In the late summer we took a walk through a park which is a good thing to do. It was early morning in this case, but early or later in the evening are also beautiful times for getting out in the natural world. The pine forest filters the light and the needles make the path quiet. It is like a conversation with God. Stripped of the man-made distractions of daily life, it is healing to be alone in the woods. The mind is emptied of the build-up of worldly concerns, and our vision becomes clear.
I recently had the opportunity to see a movie, "The Human Experience". It has given me so much to think about. There are a number of excellent quotes peppered into the story line, but I had to look one of them up when I got home because it was so true, and so worth considering.
Martin Luther King had many profound and challenging things to say about the way we live. Here's a thought for now:
"We must rapidly begin to shift from a thing-oriented society to a person-oriented society. When machines and computers, profit motives and property rights are considered more important than people, the giant triplets of racism, materialism, and militarism are incapable of being conquered."
I'm a wife, a mother of grown children, and work full time as a nurse practitioner with cancer patients. My work is gratifying often, and difficult and sad sometimes, too.
I'm average and extraordinary, just as you are. I've experienced profound failures, significant disappointments, had a few successes, and been the recipient of a lot of mercy. I try to keep perspective on what's important in life, and not get too upset about the rest.

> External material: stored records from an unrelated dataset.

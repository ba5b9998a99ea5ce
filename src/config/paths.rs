use std::fs;
use std::path::PathBuf;

use crate::error::Result;

/// Manages paths for codeshelf configuration
#[derive(Debug, Clone)]
pub struct Paths {
    /// Root configuration directory (~/.codeshelf)
    pub root: PathBuf,
    /// Configuration file path (~/.codeshelf/config.toml)
    pub config_file: PathBuf,
}

impl Paths {
    /// Create a new Paths instance using the user's home directory
    pub fn new() -> Result<Self> {
        let home = std::env::var("HOME")?;
        Ok(Self::in_dir(PathBuf::from(home).join(".codeshelf")))
    }

    /// Create a Paths instance rooted at an explicit directory
    pub fn in_dir(root: impl Into<PathBuf>) -> Self {
        let root = root.into();
        Self {
            config_file: root.join("config.toml"),
            root,
        }
    }

    /// Ensure the configuration directory exists
    pub fn ensure_dirs(&self) -> Result<()> {
        fs::create_dir_all(&self.root)?;
        Ok(())
    }

    /// Check if the config file exists
    pub fn config_exists(&self) -> bool {
        self.config_file.exists()
    }
}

My Catholic faith is important to me, and while I'm no theologian, it's my intention that my faith inform my outlook and values, and inspire personal virtue. I love that God desires to reveal himself to us. I love the small hints, the little bread crumbs, the multiple clues, and the pieces of the puzzle that dot the created world and point to the hand of the Creator. I love that He uses beauty, art, science, all his creatures and the invisible realm of our heart and emotions to communicate His goodness to us. And I love that the fullness of his love can be seen in the sacrifice of his son, Jesus, which makes me free.